**TASK OBJECTIVE:** An exact copy of the listing is required.

▼

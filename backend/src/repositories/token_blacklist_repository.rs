//! Database repository for the session token revocation ledger.
//!
//! The ledger is append-only apart from pruning rows whose tokens have
//! expired on their own. Expiry timestamps are stored at whole-second
//! precision so that the textual comparison in SQL orders correctly.

use crate::database::models::{BlacklistStats, RevokedToken};
use anyhow::Result;
use chrono::{DateTime, Utc};
use sqlx::SqlitePool;

pub struct TokenBlacklistRepository<'a> {
    pool: &'a SqlitePool,
}

impl<'a> TokenBlacklistRepository<'a> {
    pub fn new(pool: &'a SqlitePool) -> Self {
        Self { pool }
    }

    /// Records a revoked token id. Revoking the same jti twice is a no-op.
    ///
    /// # Returns
    /// `true` if a new ledger row was written
    pub async fn revoke(&self, jti: &str, username: &str, expires_at: DateTime<Utc>) -> Result<bool> {
        let result = sqlx::query(
            "INSERT OR IGNORE INTO jwt_blacklist (jti, username, expires_at, revoked_at)
             VALUES (?, ?, ?, ?)",
        )
        .bind(jti)
        .bind(username)
        .bind(whole_seconds(expires_at))
        .bind(Utc::now())
        .execute(self.pool)
        .await?;

        Ok(result.rows_affected() > 0)
    }

    /// Checks whether a jti is present in the ledger.
    pub async fn is_revoked(&self, jti: &str) -> Result<bool> {
        let count: i64 = sqlx::query_scalar("SELECT COUNT(*) FROM jwt_blacklist WHERE jti = ?")
            .bind(jti)
            .fetch_one(self.pool)
            .await?;

        Ok(count > 0)
    }

    /// Fetches a single ledger entry.
    pub async fn get(&self, jti: &str) -> Result<Option<RevokedToken>> {
        let entry = sqlx::query_as::<_, RevokedToken>(
            "SELECT jti, username, expires_at, revoked_at FROM jwt_blacklist WHERE jti = ?",
        )
        .bind(jti)
        .fetch_optional(self.pool)
        .await?;

        Ok(entry)
    }

    /// Deletes every entry whose token expired before `now`.
    ///
    /// # Returns
    /// Number of rows removed
    pub async fn delete_expired(&self, now: DateTime<Utc>) -> Result<u64> {
        let result = sqlx::query("DELETE FROM jwt_blacklist WHERE expires_at < ?")
            .bind(whole_seconds(now))
            .execute(self.pool)
            .await?;

        Ok(result.rows_affected())
    }

    /// Counts total and already-expired ledger rows.
    pub async fn stats(&self, now: DateTime<Utc>) -> Result<BlacklistStats> {
        let total: i64 = sqlx::query_scalar("SELECT COUNT(*) FROM jwt_blacklist")
            .fetch_one(self.pool)
            .await?;

        let expired: i64 =
            sqlx::query_scalar("SELECT COUNT(*) FROM jwt_blacklist WHERE expires_at < ?")
                .bind(whole_seconds(now))
                .fetch_one(self.pool)
                .await?;

        Ok(BlacklistStats {
            total,
            expired,
            active: total - expired,
        })
    }
}

fn whole_seconds(at: DateTime<Utc>) -> DateTime<Utc> {
    DateTime::from_timestamp(at.timestamp(), 0).unwrap_or(at)
}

▲

**TASK RESULT:**
filename backend/src/repositories/token_blacklist_repository.rs
//! Database repository for the session token revocation ledger.
//!
//! The ledger is append-only apart from pruning rows whose tokens have
//! expired on their own. Expiry timestamps are stored at whole-second
//! precision so that the textual comparison in SQL orders correctly.

use crate::database::models::{BlacklistStats, RevokedToken};
use anyhow::Result;
use chrono::{DateTime, Utc};
use sqlx::SqlitePool;

pub struct TokenBlacklistRepository<'a> {
    pool: &'a SqlitePool,
}

impl<'a> TokenBlacklistRepository<'a> {
    pub fn new(pool: &'a SqlitePool) -> Self {
        Self { pool }
    }

    /// Records a revoked token id. Revoking the same jti twice is a no-op.
    ///
    /// # Returns
    /// `true` if a new ledger row was written
    pub async fn revoke(&self, jti: &str, username: &str, expires_at: DateTime<Utc>) -> Result<bool> {
        let result = sqlx::query(
            "INSERT OR IGNORE INTO jwt_blacklist (jti, username, expires_at, revoked_at)
             VALUES (?, ?, ?, ?)",
        )
        .bind(jti)
        .bind(username)
        .bind(whole_seconds(expires_at))
        .bind(Utc::now())
        .execute(self.pool)
        .await?;

        Ok(result.rows_affected() > 0)
    }

    /// Checks whether a jti is present in the ledger.
    pub async fn is_revoked(&self, jti: &str) -> Result<bool> {
        let count: i64 = sqlx::query_scalar("SELECT COUNT(*) FROM jwt_blacklist WHERE jti = ?")
            .bind(jti)
            .fetch_one(self.pool)
            .await?;

        Ok(count > 0)
    }

    /// Fetches a single ledger entry.
    pub async fn get(&self, jti: &str) -> Result<Option<RevokedToken>> {
        let entry = sqlx::query_as::<_, RevokedToken>(
            "SELECT jti, username, expires_at, revoked_at FROM jwt_blacklist WHERE jti = ?",
        )
        .bind(jti)
        .fetch_optional(self.pool)
        .await?;

        Ok(entry)
    }

    /// Deletes every entry whose token expired before `now`.
    ///
    /// # Returns
    /// Number of rows removed
    pub async fn delete_expired(&self, now: DateTime<Utc>) -> Result<u64> {
        let result = sqlx::query("DELETE FROM jwt_blacklist WHERE expires_at < ?")
            .bind(whole_seconds(now))
            .execute(self.pool)
            .await?;

        Ok(result.rows_affected())
    }

    /// Counts total and already-expired ledger rows.
    pub async fn stats(&self, now: DateTime<Utc>) -> Result<BlacklistStats> {
        let total: i64 = sqlx::query_scalar("SELECT COUNT(*) FROM jwt_blacklist")
            .fetch_one(self.pool)
            .await?;

        let expired: i64 =
            sqlx::query_scalar("SELECT COUNT(*) FROM jwt_blacklist WHERE expires_at < ?")
                .bind(whole_seconds(now))
                .fetch_one(self.pool)
                .await?;

        Ok(BlacklistStats {
            total,
            expired,
            active: total - expired,
        })
    }
}

fn whole_seconds(at: DateTime<Utc>) -> DateTime<Utc> {
    DateTime::from_timestamp(at.timestamp(), 0).unwrap_or(at)
}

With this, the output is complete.